In a study, Santamouris studied that the thermal performance of several heat storing north walls in greenhouses and argued that it could reduce heating demand around 35–50% which depends on the type of greenhouses and its location [13]. Gupta and Tiwari in 2005 investigated on the effect of several type of north wall material such as brick, concrete, and mud and concluded that the effect concrete wall has higher energy saving than other materials [14]. Also, Ghasemi et al. studied on energy saving capacity of the north wall constructed with brick and covered by concrete in different greenhouse size in Iran and claimed that application of a brick north wall in average size greenhouse could improve energy consumption up to 13.4% [15].

Among different simulation software, TRNSYS (TRaNsient System Simulation) is a comprehensive and extensible simulation software for multi-zone buildings such as a greenhouse.

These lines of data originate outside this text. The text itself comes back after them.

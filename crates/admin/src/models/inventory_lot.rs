//! Inventory lot domain models for tracking units received from manufacturing batches.

use chrono::{DateTime, NaiveDate, Utc};
use rust_decimal::Decimal;
use serde::{Deserialize, Serialize};

use naked_pineapple_core::{AdminUserId, InventoryLotId, LotAllocationId, ManufacturingBatchId};

/// An inventory lot - units received from a manufacturing batch.
#[derive(Debug, Clone, Serialize, Deserialize)]
pub struct InventoryLot {
    /// Unique lot ID.
    pub id: InventoryLotId,
    /// Manufacturing batch this lot came from.
    pub batch_id: ManufacturingBatchId,
    /// Lot number identifier.
    pub lot_number: String,
    /// Number of units received.
    pub quantity: i32,
    /// Date received into inventory.
    pub received_date: NaiveDate,
    /// Optional Shopify location GID.
    pub shopify_location_id: Option<String>,
    /// Optional notes.
    pub notes: Option<String>,
    /// When the lot was created.
    pub created_at: DateTime<Utc>,
    /// When the lot was last updated.
    pub updated_at: DateTime<Utc>,
}

/// An inventory lot with computed remaining quantity.
#[derive(Debug, Clone, Serialize, Deserialize)]
pub struct InventoryLotWithRemaining {
    /// The lot itself.
    pub lot: InventoryLot,
    /// Quantity remaining after allocations.
    pub quantity_remaining: i64,
}

/// An inventory lot with parent batch info for cost lookup.
#[derive(Debug, Clone, Serialize, Deserialize)]
pub struct InventoryLotWithBatch {
    /// The lot itself.
    pub lot: InventoryLot,
    /// Quantity remaining after allocations.
    pub quantity_remaining: i64,
    /// Batch number from parent batch.
    pub batch_number: String,
    /// Cost per unit from parent batch.
    pub cost_per_unit: Decimal,
    /// Currency code from parent batch.
    pub currency_code: String,
}

/// An allocation of inventory lot units to an order line item.
#[derive(Debug, Clone, Serialize, Deserialize)]
pub struct LotAllocation {
    /// Unique allocation ID.
    pub id: LotAllocationId,
    /// Lot allocated from.
    pub lot_id: InventoryLotId,
    /// Shopify order GID.
    pub shopify_order_id: String,
    /// Shopify line item GID.
    pub shopify_line_item_id: String,
    /// Number of units allocated.
    pub quantity: i32,
    /// When the allocation was made.
    pub allocated_at: DateTime<Utc>,
    /// Admin who made the allocation (if manual).
    pub allocated_by: Option<AdminUserId>,
}

/// An allocation with additional context for display.
#[derive(Debug, Clone, Serialize, Deserialize)]
pub struct LotAllocationWithContext {
    /// The allocation itself.
    pub allocation: LotAllocation,
    /// Order name from Shopify (e.g., "#1001").
    pub order_name: Option<String>,
}

/// Input for creating a new inventory lot.
#[derive(Debug, Clone, Deserialize)]
pub struct CreateLotInput {
    /// Manufacturing batch this lot came from.
    pub batch_id: ManufacturingBatchId,
    /// Lot number identifier.
    pub lot_number: String,
    /// Number of units received.
    pub quantity: i32,
    /// Date received into inventory.
    pub received_date: NaiveDate,
    /// Optional Shopify location GID.
    pub shopify_location_id: Option<String>,
    /// Optional notes.
    pub notes: Option<String>,
}

/// Input for updating an inventory lot.
#[derive(Debug, Clone, Deserialize)]
pub struct UpdateLotInput {
    /// Lot number identifier.
    pub lot_number: Option<String>,
    /// Number of units received.
    pub quantity: Option<i32>,
    /// Date received into inventory.
    pub received_date: Option<NaiveDate>,
    /// Optional Shopify location GID.
    pub shopify_location_id: Option<String>,
    /// Optional notes.
    pub notes: Option<String>,
}

/// Input for allocating lot units to an order.
#[derive(Debug, Clone, Deserialize)]
pub struct AllocateLotInput {
    /// Lot to allocate from.
    pub lot_id: InventoryLotId,
    /// Shopify order GID.
    pub shopify_order_id: String,
    /// Shopify line item GID.
    pub shopify_line_item_id: String,
    /// Number of units to allocate.
    pub quantity: i32,
}

/// Filter criteria for listing lots.
#[derive(Debug, Clone, Default)]
pub struct LotFilter {
    /// Filter by batch ID.
    pub batch_id: Option<ManufacturingBatchId>,
    /// Filter by Shopify product ID (via batch).
    pub shopify_product_id: Option<String>,
    /// Filter by Shopify location ID.
    pub shopify_location_id: Option<String>,
    /// Filter by start date (inclusive).
    pub start_date: Option<NaiveDate>,
    /// Filter by end date (inclusive).
    pub end_date: Option<NaiveDate>,
    /// Only lots with remaining quantity > 0.
    pub has_remaining: Option<bool>,
    /// Maximum number of results.
    pub limit: Option<i64>,
    /// Number of results to skip.
    pub offset: Option<i64>,
}
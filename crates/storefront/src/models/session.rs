//! Session-related types.
//!
//! Types stored in the session for authentication state.

use serde::{Deserialize, Serialize};

use naked_pineapple_core::{Email, UserId};

/// Session-stored user identity.
///
/// Minimal data stored in the session to identify the logged-in user.
#[derive(Debug, Clone, Serialize, Deserialize)]
pub struct CurrentUser {
    /// User's database ID.
    pub id: UserId,
    /// User's email address.
    pub email: Email,
}

/// Session keys for authentication data.
pub mod keys {
    /// Key for storing the current logged-in user.
    pub const CURRENT_USER: &str = "current_user";

    /// Key for `WebAuthn` registration challenge state.
    pub const WEBAUTHN_REG: &str = "webauthn_reg";

    /// Key for `WebAuthn` authentication challenge state.
    pub const WEBAUTHN_AUTH: &str = "webauthn_auth";

    /// Key for storing the Shopify cart ID.
    pub const CART_ID: &str = "cart_id";

    /// Key for Shopify OAuth state (CSRF protection).
    pub const SHOPIFY_OAUTH_STATE: &str = "shopify_oauth_state";

    /// Key for Shopify OAuth nonce (`OpenID` Connect replay protection).
    pub const SHOPIFY_OAUTH_NONCE: &str = "shopify_oauth_nonce";

    /// Key for Shopify customer access token.
    pub const SHOPIFY_CUSTOMER_TOKEN: &str = "shopify_customer_token";
}
/// Get type badge classes for transaction type.
const fn transaction_type_badge(ttype: BalanceTransactionType) -> (&'static str, &'static str) {
    match ttype {
        BalanceTransactionType::Charge => (
            "Charge",
            "bg-green-100 text-green-700 dark:bg-green-900/30 dark:text-green-400",
        ),
        BalanceTransactionType::Refund => (
            "Refund",
            "bg-red-100 text-red-700 dark:bg-red-900/30 dark:text-red-400",
        ),
        BalanceTransactionType::Adjustment => (
            "Adjustment",
            "bg-blue-100 text-blue-700 dark:bg-blue-900/30 dark:text-blue-400",
        ),
        BalanceTransactionType::Dispute => (
            "Dispute",
            "bg-yellow-100 text-yellow-700 dark:bg-yellow-900/30 dark:text-yellow-400",
        ),
        BalanceTransactionType::Payout => (
            "Payout",
            "bg-purple-100 text-purple-700 dark:bg-purple-900/30 dark:text-purple-400",
        ),
        BalanceTransactionType::ReservedFunds => (
            "Reserved",
            "bg-gray-100 text-gray-700 dark:bg-gray-800 dark:text-gray-400",
        ),
    }
}

/// Get status badge classes for bank account status.
const fn bank_account_status_badge(status: BankAccountStatus) -> (&'static str, &'static str) {
    match status {
        BankAccountStatus::Pending => (
            "Pending",
            "bg-yellow-100 text-yellow-700 dark:bg-yellow-900/30 dark:text-yellow-400",
        ),
        BankAccountStatus::Verified => (
            "Verified",
            "bg-green-100 text-green-700 dark:bg-green-900/30 dark:text-green-400",
        ),
        BankAccountStatus::Deleted => (
            "Deleted",
            "bg-red-100 text-red-700 dark:bg-red-900/30 dark:text-red-400",
        ),
    }
}

/// Extract short ID from Shopify GID.
fn extract_short_id(gid: &str) -> String {
    gid.rsplit('/').next().unwrap_or(gid).to_string()
}

/// Extract legacy ID number from Shopify GID.
fn extract_legacy_id(gid: &str) -> String {
    gid.rsplit('/').next().unwrap_or(gid).to_string()
}

/// Normalize payout ID to full Shopify GID format.
fn normalize_payout_id(id: &str) -> String {
    if id.starts_with("gid://") {
        id.to_string()
    } else {
        format!("gid://shopify/ShopifyPaymentsPayout/{id}")
    }
}

/// Normalize dispute ID to full Shopify GID format.
fn normalize_dispute_id(id: &str) -> String {
    if id.starts_with("gid://") {
        id.to_string()
    } else {
        format!("gid://shopify/ShopifyPaymentsDispute/{id}")
    }
}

It is well developed to validate energy concepts of a closed system, such as a building hot water system, air conditioner equipment, control management, renewable energy systems, etc. In addition, described graphical components could easily be connected together by a mathematical model in the Simulation Studio in TRNSYS [16].

In recent years, several efforts have been done by using TRNSYS to design and analyze different greenhouses and it has been successfully evaluated by several researchers for the feasibility of prediction and modeling energy consumption of a greenhouse. Carlini et al. (2012) simulated thermal behavior and heat and light exchange between the outside and inside atmosphere of a greenhouse using TRNSYS [17]. Marucci et al. (2013) evaluated energy efficiency of a greenhouse using a simulation of the construction materials used and climatic conditions by employing TRNSYS [18]. Vadiee and Martin (2012) used TRNSYS in their study in order to calculate thermal load, energy required for a closed greenhouse, and compared the model to the experimental findings [19]. In another study, Zhang et al. (2015) presented an accurate model developed in TRNSYS for the amount of heat storage in soil [20]. In the study conducted by Patil et al. (2013) it was found that TRNSYS successfully simulated solar energy storage in some type of energy storage systems inside the greenhouse [21]. Modeling of thermal efficiency was precisely developed using TRNSYS [22]. Thermal modeling of a geothermal system was done using TRNSYS and the study findings were compared to experimental research performed by Chargui et al. revealed high accuracy of the inside temperature and the energy required estimation of a greenhouse [23]. In a study conducted by Candy et al., who modeled a greenhouse built in a cold and out of reach area in the Nepal, confirmed that TRNSYS potentially is able to determine humidity and inside temperature of a greenhouse during daylight time. However, they found that there were a small difference between the recorded temperature and that estimated at night time by the model, which could be related to the exact definition of axial fan and holes.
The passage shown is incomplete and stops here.